There was a big discussion last week about whether zram swap should be the default in a future version of Fedora.

This lead me to think about the RAM disk implementation in nbdkit. In nbdkit up to 1.20 it supports giant virtual disks up to 8 exabytes using a sparse array implemented with a 2-level page table. However it’s still a RAM disk and so you can’t actually store more real data in these disks than you have available RAM (plus swap).

But what if we compressed the data? There are some fine, very fast compression libraries around nowadays — I’m using Facebook’s Zstandard — so the overhead of compression can be quite small, and this lets you make limited RAM go further.

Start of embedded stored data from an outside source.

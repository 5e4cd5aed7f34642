use chrono::{DateTime, FixedOffset, NaiveDate, Utc};
use serde::{Deserialize, Serialize};
use std::path::{Path, PathBuf};
use crate::error::ConfigError;

#[derive(Debug, Clone, Serialize, Deserialize, Default)]
pub struct Config {
    #[serde(default)]
    pub catalog: CatalogConfig,
    #[serde(default)]
    pub selection: SelectionConfig,
    #[serde(default)]
    pub enrichment: EnrichmentConfig,
    #[serde(default)]
    pub sensitivity: SensitivityConfig,
    #[serde(default)]
    pub notifier: NotifierConfig,
    #[serde(default)]
    pub schedule: ScheduleConfig,
    #[serde(default)]
    pub history: HistoryConfig,
}

#[derive(Debug, Clone, Serialize, Deserialize)]
pub struct CatalogConfig {
    #[serde(default = "default_catalog_base_url")]
    pub base_url: String,
    #[serde(default = "default_language")]
    pub language: String,
    #[serde(default = "default_request_timeout_secs")]
    pub request_timeout_secs: u64,
    /// Upper bound on discovery pages walked per filter set
    #[serde(default = "default_max_pages")]
    pub max_pages: u32,
    /// Pause between discovery pages (third-party rate limits)
    #[serde(default = "default_page_delay_ms")]
    pub page_delay_ms: u64,
}

#[derive(Debug, Clone, Serialize, Deserialize)]
pub struct SelectionConfig {
    #[serde(default = "default_count")]
    pub count: usize,
    #[serde(default = "default_no_repeat_days")]
    pub no_repeat_days: i64,
    #[serde(default = "default_min_rating")]
    pub min_rating: f64,
    #[serde(default = "default_min_vote_count")]
    pub min_vote_count: u32,
    #[serde(default = "default_min_release_date")]
    pub min_release_date: NaiveDate,
    #[serde(default)]
    pub policy: SelectionPolicyKind,
    /// Rating bands swept in order by the banded policy
    #[serde(default = "default_bands")]
    pub bands: Vec<BandConfig>,
    #[serde(default)]
    pub eligibility: EligibilityConfig,
}

#[derive(Debug, Clone, Copy, Serialize, Deserialize, PartialEq, Eq, Default)]
#[serde(rename_all = "snake_case")]
pub enum SelectionPolicyKind {
    #[default]
    Banded,
    TopN,
}

#[derive(Debug, Clone, Copy, Serialize, Deserialize, PartialEq)]
pub struct BandConfig {
    pub floor: f64,
    pub ceiling: f64,
}

/// Hard gate applied to each pick after its detail has been fetched
#[derive(Debug, Clone, Serialize, Deserialize)]
pub struct EligibilityConfig {
    #[serde(default)]
    pub enabled: bool,
    /// ISO 639-1 codes; at least one spoken language must match
    #[serde(default = "default_allowed_languages")]
    pub allowed_languages: Vec<String>,
    #[serde(default = "default_true")]
    pub require_provider: bool,
}

#[derive(Debug, Clone, Serialize, Deserialize)]
pub struct EnrichmentConfig {
    #[serde(default = "default_regions")]
    pub certification_regions: Vec<String>,
    #[serde(default = "default_regions")]
    pub provider_regions: Vec<String>,
    /// Also collect ad-supported offers after subscription, rent and buy
    #[serde(default)]
    pub include_ads: bool,
    #[serde(default = "default_major_platforms")]
    pub major_platforms: Vec<String>,
    #[serde(default = "default_overview_max_chars")]
    pub overview_max_chars: usize,
    #[serde(default = "default_video_host")]
    pub video_host: String,
}

#[derive(Debug, Clone, Serialize, Deserialize)]
pub struct SensitivityConfig {
    #[serde(default = "default_true")]
    pub enabled: bool,
    #[serde(default = "default_page_base_url")]
    pub page_base_url: String,
    #[serde(default = "default_summarizer_url")]
    pub summarizer_url: String,
    #[serde(default = "default_model")]
    pub model: String,
    /// Page text is cut to this many characters before summarizing
    #[serde(default = "default_max_input_chars")]
    pub max_input_chars: usize,
}

#[derive(Debug, Clone, Serialize, Deserialize)]
pub struct NotifierConfig {
    #[serde(default = "default_notifier_base_url")]
    pub base_url: String,
}

#[derive(Debug, Clone, Serialize, Deserialize)]
pub struct ScheduleConfig {
    /// Six-field cron expression (with seconds), evaluated in UTC
    #[serde(default = "default_cron")]
    pub cron: String,
    /// Offset of the reference time zone used for "today" and the theme
    #[serde(default = "default_utc_offset_minutes")]
    pub utc_offset_minutes: i32,
}

#[derive(Debug, Clone, Serialize, Deserialize, Default)]
pub struct HistoryConfig {
    #[serde(default)]
    pub file: Option<PathBuf>,
}

fn default_true() -> bool {
    true
}

fn default_catalog_base_url() -> String {
    "https://api.themoviedb.org/3".to_string()
}

fn default_language() -> String {
    "en-US".to_string()
}

fn default_request_timeout_secs() -> u64 {
    20
}

fn default_max_pages() -> u32 {
    3
}

fn default_page_delay_ms() -> u64 {
    250
}

fn default_count() -> usize {
    3
}

/// A century; anything longer is a typo.
pub const MAX_NO_REPEAT_DAYS: i64 = 36_500;

fn default_no_repeat_days() -> i64 {
    180
}

fn default_min_rating() -> f64 {
    5.0
}

fn default_min_vote_count() -> u32 {
    500
}

fn default_min_release_date() -> NaiveDate {
    NaiveDate::from_ymd_opt(1990, 1, 1).unwrap_or(NaiveDate::MIN)
}

pub fn default_bands() -> Vec<BandConfig> {
    vec![
        BandConfig { floor: 9.0, ceiling: 10.0 },
        BandConfig { floor: 8.0, ceiling: 9.0 },
        BandConfig { floor: 7.0, ceiling: 8.0 },
    ]
}

fn default_allowed_languages() -> Vec<String> {
    ["en", "hi", "ur", "pa"].iter().map(|s| s.to_string()).collect()
}

fn default_regions() -> Vec<String> {
    ["IN", "US", "GB"].iter().map(|s| s.to_string()).collect()
}

pub fn default_major_platforms() -> Vec<String> {
    [
        "Netflix",
        "Amazon Prime Video",
        "Disney Plus Hotstar",
        "Disney Plus",
        "JioCinema",
        "Apple TV Plus",
        "Zee5",
        "SonyLIV",
        "Hulu",
        "Max",
    ]
    .iter()
    .map(|s| s.to_string())
    .collect()
}

fn default_overview_max_chars() -> usize {
    300
}

fn default_video_host() -> String {
    "YouTube".to_string()
}

fn default_page_base_url() -> String {
    "https://www.imdb.com".to_string()
}

fn default_summarizer_url() -> String {
    "https://api.openai.com/v1/chat/completions".to_string()
}

fn default_model() -> String {
    "gpt-4o-mini".to_string()
}

fn default_max_input_chars() -> usize {
    12_000
}

fn default_notifier_base_url() -> String {
    "https://api.ultramsg.com".to_string()
}

fn default_cron() -> String {
    "0 0 4 * * *".to_string() // 09:00 in Asia/Karachi
}

fn default_utc_offset_minutes() -> i32 {
    5 * 60
}

impl Default for CatalogConfig {
    fn default() -> Self {
        Self {
            base_url: default_catalog_base_url(),
            language: default_language(),
            request_timeout_secs: default_request_timeout_secs(),
            max_pages: default_max_pages(),
            page_delay_ms: default_page_delay_ms(),
        }
    }
}

impl Default for SelectionConfig {
    fn default() -> Self {
        Self {
            count: default_count(),
            no_repeat_days: default_no_repeat_days(),
            min_rating: default_min_rating(),
            min_vote_count: default_min_vote_count(),
            min_release_date: default_min_release_date(),
            policy: SelectionPolicyKind::default(),
            bands: default_bands(),
            eligibility: EligibilityConfig::default(),
        }
    }
}

impl Default for EligibilityConfig {
    fn default() -> Self {
        Self {
            enabled: false,
            allowed_languages: default_allowed_languages(),
            require_provider: default_true(),
        }
    }
}

impl Default for EnrichmentConfig {
    fn default() -> Self {
        Self {
            certification_regions: default_regions(),
            provider_regions: default_regions(),
            include_ads: false,
            major_platforms: default_major_platforms(),
            overview_max_chars: default_overview_max_chars(),
            video_host: default_video_host(),
        }
    }
}

impl Default for SensitivityConfig {
    fn default() -> Self {
        Self {
            enabled: default_true(),
            page_base_url: default_page_base_url(),
            summarizer_url: default_summarizer_url(),
            model: default_model(),
            max_input_chars: default_max_input_chars(),
        }
    }
}

impl Default for NotifierConfig {
    fn default() -> Self {
        Self {
            base_url: default_notifier_base_url(),
        }
    }
}

impl Default for ScheduleConfig {
    fn default() -> Self {
        Self {
            cron: default_cron(),
            utc_offset_minutes: default_utc_offset_minutes(),
        }
    }
}

impl ScheduleConfig {
    /// `None` when the offset is outside +/-24h
    pub fn reference_offset(&self) -> Option<FixedOffset> {
        self.utc_offset_minutes
            .checked_mul(60)
            .and_then(FixedOffset::east_opt)
    }

    /// Calendar date of `now` in the reference zone, falling back to UTC
    pub fn reference_today(&self, now: DateTime<Utc>) -> NaiveDate {
        match self.reference_offset() {
            Some(offset) => now.with_timezone(&offset).date_naive(),
            None => now.date_naive(),
        }
    }
}

impl Config {
    pub fn load_from_file(path: &Path) -> Result<Self, ConfigError> {
        let content = std::fs::read_to_string(path).map_err(|source| ConfigError::Io {
            path: path.display().to_string(),
            source,
        })?;
        toml::from_str(&content).map_err(|source| ConfigError::Parse {
            path: path.display().to_string(),
            source,
        })
    }

    /// A missing file means "all defaults"; an unreadable one is an error
    pub fn load_or_default(path: &Path) -> Result<Self, ConfigError> {
        if path.exists() {
            Self::load_from_file(path)
        } else {
            Ok(Self::default())
        }
    }

    pub fn save_to_file(&self, path: &Path) -> anyhow::Result<()> {
        if let Some(parent) = path.parent() {
            std::fs::create_dir_all(parent)?;
        }
        let content = toml::to_string_pretty(self)?;
        std::fs::write(path, content)?;
        Ok(())
    }

    pub fn validate(&self) -> Result<(), ConfigError> {
        let selection = &self.selection;
        if selection.count == 0 {
            return Err(ConfigError::Invalid("selection.count must be at least 1".to_string()));
        }
        if !(0..=MAX_NO_REPEAT_DAYS).contains(&selection.no_repeat_days) {
            return Err(ConfigError::Invalid(format!(
                "selection.no_repeat_days must be within 0-{}",
                MAX_NO_REPEAT_DAYS
            )));
        }
        if !(0.0..=10.0).contains(&selection.min_rating) {
            return Err(ConfigError::Invalid("selection.min_rating must be within 0-10".to_string()));
        }
        for band in &selection.bands {
            if band.floor >= band.ceiling {
                return Err(ConfigError::Invalid(format!(
                    "rating band {}-{} has floor >= ceiling",
                    band.floor, band.ceiling
                )));
            }
        }
        if selection.policy == SelectionPolicyKind::Banded && selection.bands.is_empty() {
            return Err(ConfigError::Invalid("banded policy needs at least one rating band".to_string()));
        }
        if selection.eligibility.enabled && selection.eligibility.allowed_languages.is_empty() {
            return Err(ConfigError::Invalid("eligibility.allowed_languages cannot be empty".to_string()));
        }
        if self.catalog.max_pages == 0 {
            return Err(ConfigError::Invalid("catalog.max_pages must be at least 1".to_string()));
        }
        if self.catalog.request_timeout_secs == 0 {
            return Err(ConfigError::Invalid("catalog.request_timeout_secs must be at least 1".to_string()));
        }
        if self.enrichment.overview_max_chars <= 3 {
            return Err(ConfigError::Invalid("enrichment.overview_max_chars must exceed 3".to_string()));
        }
        if self.schedule.utc_offset_minutes.abs() > 14 * 60 {
            return Err(ConfigError::Invalid("schedule.utc_offset_minutes must be within +/-14h".to_string()));
        }
        Ok(())
    }
}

So I implemented allocators for nbdkit ≥ 1.22, including:

$ nbdkit memory 1T allocator=zstd

Compression ratios can be really good. I tested this by creating a RAM disk and filling it with a filesystem containing text and source files, and was getting 10:1 compression. (Note that filesystems start with very regular, easily compressible metadata, so you’d expect this ratio to quickly drop if you filled the filesystem up with a lot of files).

The compression overhead is small, although the current nbdkit-memory-plugin isn’t very smart about locking so it has rather poor performance under multi-threaded loads anyway. (A fun little project to fix that for someone who loves pthread and C.)

I also implemented allocator=malloc which is a non-sparse direct-mapped RAM disk. This is simpler and a bit faster, but has rather obvious limitations compared to using the sparse allocator.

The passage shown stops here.